- Instructions for the task: From the entries below, pull out each line where "Panics" appears.

- Records shown:
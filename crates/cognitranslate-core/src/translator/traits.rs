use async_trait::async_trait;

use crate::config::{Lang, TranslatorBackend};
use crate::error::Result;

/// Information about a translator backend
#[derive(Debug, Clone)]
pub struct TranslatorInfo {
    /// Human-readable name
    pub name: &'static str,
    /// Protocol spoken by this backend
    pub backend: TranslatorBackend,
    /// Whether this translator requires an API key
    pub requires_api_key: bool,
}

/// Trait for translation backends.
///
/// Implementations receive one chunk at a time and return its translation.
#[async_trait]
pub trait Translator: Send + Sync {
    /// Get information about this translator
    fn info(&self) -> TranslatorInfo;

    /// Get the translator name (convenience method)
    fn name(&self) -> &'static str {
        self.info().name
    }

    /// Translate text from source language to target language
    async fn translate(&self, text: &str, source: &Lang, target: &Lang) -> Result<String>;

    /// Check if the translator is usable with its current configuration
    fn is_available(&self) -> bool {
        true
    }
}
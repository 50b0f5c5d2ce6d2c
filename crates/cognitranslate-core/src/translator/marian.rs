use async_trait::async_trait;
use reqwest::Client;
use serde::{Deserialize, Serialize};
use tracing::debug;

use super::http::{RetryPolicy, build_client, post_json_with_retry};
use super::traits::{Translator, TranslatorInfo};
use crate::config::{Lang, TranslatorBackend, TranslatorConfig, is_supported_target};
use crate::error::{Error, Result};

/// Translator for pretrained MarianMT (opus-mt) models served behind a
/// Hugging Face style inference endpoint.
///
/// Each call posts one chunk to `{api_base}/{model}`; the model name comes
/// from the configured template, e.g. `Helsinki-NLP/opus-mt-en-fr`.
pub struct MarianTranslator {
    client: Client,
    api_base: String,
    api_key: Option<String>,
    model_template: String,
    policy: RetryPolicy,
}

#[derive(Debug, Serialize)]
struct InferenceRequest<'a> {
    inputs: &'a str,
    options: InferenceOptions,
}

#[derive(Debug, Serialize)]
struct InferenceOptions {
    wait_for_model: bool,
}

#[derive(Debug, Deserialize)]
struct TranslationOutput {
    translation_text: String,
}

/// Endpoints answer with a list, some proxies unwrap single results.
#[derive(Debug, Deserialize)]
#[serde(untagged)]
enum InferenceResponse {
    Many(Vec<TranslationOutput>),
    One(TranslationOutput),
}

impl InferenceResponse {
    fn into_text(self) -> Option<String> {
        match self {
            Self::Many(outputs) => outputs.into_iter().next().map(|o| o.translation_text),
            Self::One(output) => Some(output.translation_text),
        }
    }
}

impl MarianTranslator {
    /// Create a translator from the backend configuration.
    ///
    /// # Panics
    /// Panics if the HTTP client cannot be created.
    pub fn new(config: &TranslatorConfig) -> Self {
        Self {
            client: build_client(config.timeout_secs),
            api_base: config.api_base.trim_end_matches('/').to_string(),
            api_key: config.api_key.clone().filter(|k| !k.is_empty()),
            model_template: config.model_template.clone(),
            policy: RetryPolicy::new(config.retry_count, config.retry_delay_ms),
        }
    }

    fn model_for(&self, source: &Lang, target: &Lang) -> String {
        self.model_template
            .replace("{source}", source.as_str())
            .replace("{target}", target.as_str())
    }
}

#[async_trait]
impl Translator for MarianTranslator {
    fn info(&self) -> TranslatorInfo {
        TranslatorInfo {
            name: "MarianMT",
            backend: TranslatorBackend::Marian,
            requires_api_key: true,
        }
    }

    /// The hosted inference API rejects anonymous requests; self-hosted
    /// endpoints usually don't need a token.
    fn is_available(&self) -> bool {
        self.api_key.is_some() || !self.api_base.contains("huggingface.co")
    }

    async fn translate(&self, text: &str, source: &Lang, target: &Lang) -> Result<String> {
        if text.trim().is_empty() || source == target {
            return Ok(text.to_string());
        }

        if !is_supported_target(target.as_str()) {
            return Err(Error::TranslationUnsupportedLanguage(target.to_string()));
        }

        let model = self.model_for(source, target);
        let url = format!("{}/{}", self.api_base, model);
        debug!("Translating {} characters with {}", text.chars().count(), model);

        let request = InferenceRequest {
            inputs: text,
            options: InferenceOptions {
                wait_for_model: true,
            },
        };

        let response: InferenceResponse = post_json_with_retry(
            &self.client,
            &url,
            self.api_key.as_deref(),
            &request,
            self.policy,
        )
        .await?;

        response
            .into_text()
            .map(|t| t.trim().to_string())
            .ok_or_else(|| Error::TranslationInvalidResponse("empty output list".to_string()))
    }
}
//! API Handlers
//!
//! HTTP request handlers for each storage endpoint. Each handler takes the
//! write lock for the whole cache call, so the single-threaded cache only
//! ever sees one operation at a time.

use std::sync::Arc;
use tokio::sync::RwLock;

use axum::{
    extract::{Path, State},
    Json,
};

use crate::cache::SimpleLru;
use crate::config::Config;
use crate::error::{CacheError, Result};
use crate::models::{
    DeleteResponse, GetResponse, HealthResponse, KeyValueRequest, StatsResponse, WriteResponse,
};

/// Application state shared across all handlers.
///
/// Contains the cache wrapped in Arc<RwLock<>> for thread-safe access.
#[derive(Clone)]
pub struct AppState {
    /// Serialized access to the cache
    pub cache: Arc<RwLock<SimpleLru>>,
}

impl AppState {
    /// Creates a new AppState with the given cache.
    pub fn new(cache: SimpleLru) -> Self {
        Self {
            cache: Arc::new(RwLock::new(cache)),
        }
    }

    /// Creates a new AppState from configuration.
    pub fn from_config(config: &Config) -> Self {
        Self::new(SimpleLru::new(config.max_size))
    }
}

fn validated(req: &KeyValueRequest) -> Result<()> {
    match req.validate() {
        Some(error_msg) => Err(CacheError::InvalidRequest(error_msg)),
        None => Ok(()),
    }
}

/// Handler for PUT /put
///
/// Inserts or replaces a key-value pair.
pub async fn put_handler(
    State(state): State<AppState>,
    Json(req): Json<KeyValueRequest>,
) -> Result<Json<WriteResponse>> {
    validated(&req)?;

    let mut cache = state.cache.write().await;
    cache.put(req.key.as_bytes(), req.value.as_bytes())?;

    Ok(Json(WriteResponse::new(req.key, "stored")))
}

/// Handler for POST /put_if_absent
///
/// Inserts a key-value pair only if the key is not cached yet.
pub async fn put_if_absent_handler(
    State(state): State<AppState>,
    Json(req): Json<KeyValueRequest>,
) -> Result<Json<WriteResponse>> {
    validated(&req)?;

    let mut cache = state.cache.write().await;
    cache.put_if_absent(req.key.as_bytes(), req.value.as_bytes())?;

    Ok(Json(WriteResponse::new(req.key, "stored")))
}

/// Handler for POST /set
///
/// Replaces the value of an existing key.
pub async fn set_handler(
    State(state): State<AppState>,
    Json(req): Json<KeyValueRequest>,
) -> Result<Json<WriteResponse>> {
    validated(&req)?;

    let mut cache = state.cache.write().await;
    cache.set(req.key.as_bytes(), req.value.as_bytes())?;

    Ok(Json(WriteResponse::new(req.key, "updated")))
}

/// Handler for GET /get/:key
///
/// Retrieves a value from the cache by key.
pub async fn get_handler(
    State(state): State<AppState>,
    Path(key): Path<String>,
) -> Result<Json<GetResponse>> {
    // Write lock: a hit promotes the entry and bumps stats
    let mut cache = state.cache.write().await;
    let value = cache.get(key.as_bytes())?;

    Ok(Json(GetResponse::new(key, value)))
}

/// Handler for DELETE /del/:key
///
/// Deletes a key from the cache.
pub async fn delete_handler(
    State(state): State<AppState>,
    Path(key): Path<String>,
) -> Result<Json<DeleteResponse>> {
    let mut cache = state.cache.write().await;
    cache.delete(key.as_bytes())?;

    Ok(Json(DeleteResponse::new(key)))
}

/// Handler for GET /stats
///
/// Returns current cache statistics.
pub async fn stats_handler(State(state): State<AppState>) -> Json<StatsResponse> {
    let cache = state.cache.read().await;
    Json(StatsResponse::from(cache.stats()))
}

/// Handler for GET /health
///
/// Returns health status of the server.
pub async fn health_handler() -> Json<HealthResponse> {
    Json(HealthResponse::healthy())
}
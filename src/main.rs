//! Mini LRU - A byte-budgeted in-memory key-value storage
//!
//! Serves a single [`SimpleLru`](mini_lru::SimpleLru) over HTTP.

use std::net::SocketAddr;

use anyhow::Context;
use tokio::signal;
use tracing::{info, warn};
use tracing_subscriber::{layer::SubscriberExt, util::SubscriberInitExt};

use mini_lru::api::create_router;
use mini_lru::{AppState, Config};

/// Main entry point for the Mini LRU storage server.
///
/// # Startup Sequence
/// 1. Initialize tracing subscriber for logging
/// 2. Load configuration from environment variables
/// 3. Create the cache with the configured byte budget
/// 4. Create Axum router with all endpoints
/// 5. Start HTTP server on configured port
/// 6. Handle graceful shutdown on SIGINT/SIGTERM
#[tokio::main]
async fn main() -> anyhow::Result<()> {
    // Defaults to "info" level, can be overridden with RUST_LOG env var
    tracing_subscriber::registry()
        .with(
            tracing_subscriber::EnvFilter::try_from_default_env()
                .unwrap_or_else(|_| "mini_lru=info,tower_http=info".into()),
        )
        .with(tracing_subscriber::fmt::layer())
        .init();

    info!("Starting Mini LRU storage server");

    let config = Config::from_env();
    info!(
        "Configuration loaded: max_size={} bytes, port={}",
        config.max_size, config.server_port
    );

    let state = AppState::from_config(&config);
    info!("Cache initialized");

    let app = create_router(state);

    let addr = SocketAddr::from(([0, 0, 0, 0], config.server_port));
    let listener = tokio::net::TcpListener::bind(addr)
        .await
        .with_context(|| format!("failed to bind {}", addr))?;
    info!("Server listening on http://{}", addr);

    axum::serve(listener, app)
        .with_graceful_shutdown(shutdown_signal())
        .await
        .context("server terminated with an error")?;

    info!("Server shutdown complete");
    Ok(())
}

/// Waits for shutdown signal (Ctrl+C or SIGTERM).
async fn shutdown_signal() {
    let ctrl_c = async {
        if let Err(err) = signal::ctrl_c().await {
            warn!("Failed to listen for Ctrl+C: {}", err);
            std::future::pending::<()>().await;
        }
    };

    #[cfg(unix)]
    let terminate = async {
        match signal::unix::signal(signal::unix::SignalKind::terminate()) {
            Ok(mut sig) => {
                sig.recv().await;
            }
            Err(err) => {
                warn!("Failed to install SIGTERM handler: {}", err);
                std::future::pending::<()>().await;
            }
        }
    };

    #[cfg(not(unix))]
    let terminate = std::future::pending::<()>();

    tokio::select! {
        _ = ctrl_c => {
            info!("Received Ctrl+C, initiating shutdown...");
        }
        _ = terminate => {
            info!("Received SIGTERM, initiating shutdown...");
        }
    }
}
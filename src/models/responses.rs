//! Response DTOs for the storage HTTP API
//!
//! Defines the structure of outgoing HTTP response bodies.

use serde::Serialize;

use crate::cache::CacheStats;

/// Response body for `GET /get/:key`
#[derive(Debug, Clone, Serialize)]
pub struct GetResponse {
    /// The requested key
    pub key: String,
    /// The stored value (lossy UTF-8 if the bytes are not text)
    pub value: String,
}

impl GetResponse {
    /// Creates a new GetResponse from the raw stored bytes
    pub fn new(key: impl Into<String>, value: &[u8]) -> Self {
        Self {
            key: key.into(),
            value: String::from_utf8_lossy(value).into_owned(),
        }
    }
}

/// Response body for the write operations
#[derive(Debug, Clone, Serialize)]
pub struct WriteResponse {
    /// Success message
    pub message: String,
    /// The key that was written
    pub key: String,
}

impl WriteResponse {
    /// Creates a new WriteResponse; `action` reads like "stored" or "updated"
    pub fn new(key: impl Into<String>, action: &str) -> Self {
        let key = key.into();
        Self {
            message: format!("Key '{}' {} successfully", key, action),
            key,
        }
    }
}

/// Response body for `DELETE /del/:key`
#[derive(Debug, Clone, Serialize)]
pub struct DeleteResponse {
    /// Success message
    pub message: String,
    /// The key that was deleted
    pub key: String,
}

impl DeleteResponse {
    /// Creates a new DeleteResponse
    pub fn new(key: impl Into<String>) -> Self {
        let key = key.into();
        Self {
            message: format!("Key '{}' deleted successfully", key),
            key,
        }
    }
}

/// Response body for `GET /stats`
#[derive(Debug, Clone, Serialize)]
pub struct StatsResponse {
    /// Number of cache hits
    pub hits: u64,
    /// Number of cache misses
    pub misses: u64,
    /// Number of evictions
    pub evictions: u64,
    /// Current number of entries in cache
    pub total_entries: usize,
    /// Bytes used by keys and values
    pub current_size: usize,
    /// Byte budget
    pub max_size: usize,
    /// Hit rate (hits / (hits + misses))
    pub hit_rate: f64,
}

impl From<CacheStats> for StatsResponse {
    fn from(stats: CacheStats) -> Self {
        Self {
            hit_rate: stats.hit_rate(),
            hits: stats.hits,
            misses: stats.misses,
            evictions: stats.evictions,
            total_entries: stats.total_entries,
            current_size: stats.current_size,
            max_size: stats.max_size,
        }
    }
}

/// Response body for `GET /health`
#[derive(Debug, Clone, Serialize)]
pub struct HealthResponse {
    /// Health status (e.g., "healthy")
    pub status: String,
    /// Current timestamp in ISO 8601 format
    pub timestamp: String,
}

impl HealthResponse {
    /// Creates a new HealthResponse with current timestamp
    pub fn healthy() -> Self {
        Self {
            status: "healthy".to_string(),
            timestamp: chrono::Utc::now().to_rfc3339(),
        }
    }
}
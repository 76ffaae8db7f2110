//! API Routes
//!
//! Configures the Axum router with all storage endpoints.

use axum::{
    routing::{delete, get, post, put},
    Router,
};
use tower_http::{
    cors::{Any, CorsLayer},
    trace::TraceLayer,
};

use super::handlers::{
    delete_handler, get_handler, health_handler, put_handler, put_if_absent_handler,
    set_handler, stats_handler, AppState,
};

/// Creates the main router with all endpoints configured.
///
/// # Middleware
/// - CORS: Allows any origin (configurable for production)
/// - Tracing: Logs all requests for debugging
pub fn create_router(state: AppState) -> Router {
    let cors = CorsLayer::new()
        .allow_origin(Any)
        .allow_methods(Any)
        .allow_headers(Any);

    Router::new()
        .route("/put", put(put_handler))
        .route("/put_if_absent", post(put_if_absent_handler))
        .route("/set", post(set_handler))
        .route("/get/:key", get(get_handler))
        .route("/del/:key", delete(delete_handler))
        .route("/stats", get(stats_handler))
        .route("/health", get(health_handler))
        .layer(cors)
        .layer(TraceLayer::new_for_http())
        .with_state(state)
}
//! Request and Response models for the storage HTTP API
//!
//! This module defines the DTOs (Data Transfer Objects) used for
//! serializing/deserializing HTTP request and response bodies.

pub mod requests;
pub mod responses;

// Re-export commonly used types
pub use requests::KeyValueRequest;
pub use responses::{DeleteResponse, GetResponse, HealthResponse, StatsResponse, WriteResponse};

- Solution to this task:
    /// # Panics
    /// Panics if the HTTP client cannot be created.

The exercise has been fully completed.